Doctor of Philosophy (PhD)

Department

English

First Advisor

Michael M. Williamson, Ph.D.

Second Advisor

Jeannine Fontaine, Ph.D.

Third Advisor

Gary Dean, Ph.D.

Abstract

The purpose of the study was to investigate whether negative first language transfer could be implicated as the etiology of the ESL writing problems of Arab advanced writers and thus to contribute to the existing body of knowledge about the validity of the contrastive rhetoric hypothesis in light of issues in the ontological, epistemological, and axiological underpinnings of contrastive rhetoric. To do so, the study analyzed and compared the ESL and Arabic L1 writing of 30 native Arabic speakers and the English L1 writing of 30 native English speakers on the same persuasive writing task.
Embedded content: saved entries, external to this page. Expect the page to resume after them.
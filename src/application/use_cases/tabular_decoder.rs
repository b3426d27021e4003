// ============================================================
// TABULAR DECODER USE CASE
// ============================================================
// Turn an upload into headers plus numbered rows, trying the
// structured JSON shape before delimited text

use tracing::{debug, info};

use crate::domain::contact::{ImportConfig, TabularData};
use crate::domain::error::{AppError, Result};
use crate::infrastructure::tabular::{
    decode_text_bytes, looks_like_workbook, parse_json_rows, parse_workbook, CsvParser,
};

/// Which decoding strategy produced the rows
#[derive(Debug, Clone, Copy, PartialEq, Eq)]
pub enum DecodeStrategy {
    JsonRows,
    Delimited,
    Workbook,
}

/// Upload decoder
pub struct TabularDecoder {
    max_rows: usize,
}

impl TabularDecoder {
    pub fn new(config: &ImportConfig) -> Self {
        Self {
            max_rows: config.max_rows,
        }
    }

    /// Decode raw text: JSON row array first, delimited text otherwise
    pub fn decode_text(&self, content: &str) -> Result<TabularData> {
        if content.trim().is_empty() {
            return Err(AppError::FormatError("File is empty".to_string()));
        }

        if let Some((headers, records)) = parse_json_rows(content) {
            return self.finish(DecodeStrategy::JsonRows, headers, records);
        }

        let (headers, records) = CsvParser::parse_auto_detect(content)?;
        self.finish(DecodeStrategy::Delimited, headers, records)
    }

    /// Decode uploaded bytes, routing spreadsheets to the workbook reader
    pub fn decode_bytes(&self, bytes: &[u8], file_name: Option<&str>) -> Result<TabularData> {
        if looks_like_workbook(bytes, file_name) {
            let (headers, records) = parse_workbook(bytes)?;
            return self.finish(DecodeStrategy::Workbook, headers, records);
        }

        self.decode_text(&decode_text_bytes(bytes))
    }

    fn finish(
        &self,
        strategy: DecodeStrategy,
        headers: Vec<String>,
        records: Vec<Vec<String>>,
    ) -> Result<TabularData> {
        let headers: Vec<String> = headers.into_iter().map(|h| h.trim().to_string()).collect();
        let records: Vec<Vec<String>> = records
            .into_iter()
            .map(|cells| cells.into_iter().map(|c| c.trim().to_string()).collect())
            .collect();

        if headers.iter().all(|h| h.is_empty()) || records.is_empty() {
            return Err(AppError::FormatError(
                "File must contain a header row and at least one data row".to_string(),
            ));
        }

        if records.len() > self.max_rows {
            return Err(AppError::FormatError(format!(
                "File has {} data rows, maximum allowed: {}",
                records.len(),
                self.max_rows
            )));
        }

        debug!(?strategy, headers = ?headers, "Decoded upload headers");
        info!(?strategy, rows = records.len(), "Decoded contact upload");

        Ok(TabularData::from_records(headers, records))
    }
}

impl Default for TabularDecoder {
    fn default() -> Self {
        Self::new(&ImportConfig::default())
    }
}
Rhetorical performance of each participant was quantified by use of established, valid, and reliable measures of select rhetorical dimensions of persuasive writing developed by Connor (1999) and Connor and Lauer (1985; 1988). The rhetorical dimensions investigated were argument superstructure, Toulmin‘s informal reasoning, rational, credibility and affective appeals, and persuasive adaptiveness. The study also administered a language history questionnaire that collected some information about the participants‘ demographics and educational background. Crosstabulations of data tallied from the language history questionnaire indicated that the two participant groups were of adequate tertium comparationis. Multiple regression analysis of the participants‘ scores on the analytic measures of rhetorical performance against their holistic scores confirmed the validity of the analytic measures. Multiple discriminant analysis and ANOVA of the data confirmed the assumption of the contrastive rhetoric hypothesis that NASs exhibited similar rhetorical problems in their ESL and AL1 persuasive writing. However, the analysis could not predict the participants‘ language/cultural background based on their rhetorical performance. Furthermore, the analysis did not find any significant differences in the rhetorical performance of advanced NES and NAS writers regardless of the language of composing of the Arab participants. On the contrary, there was much greater within-group than between-group variance in the rhetorical performance of the participants. Results of the study cast serious doubts on the validity of the contrastive rhetoric hypothesis and suggested that other individual, contextual, and/or situational variables play a more significant role in the writers‘ rhetorical performance than native language background does.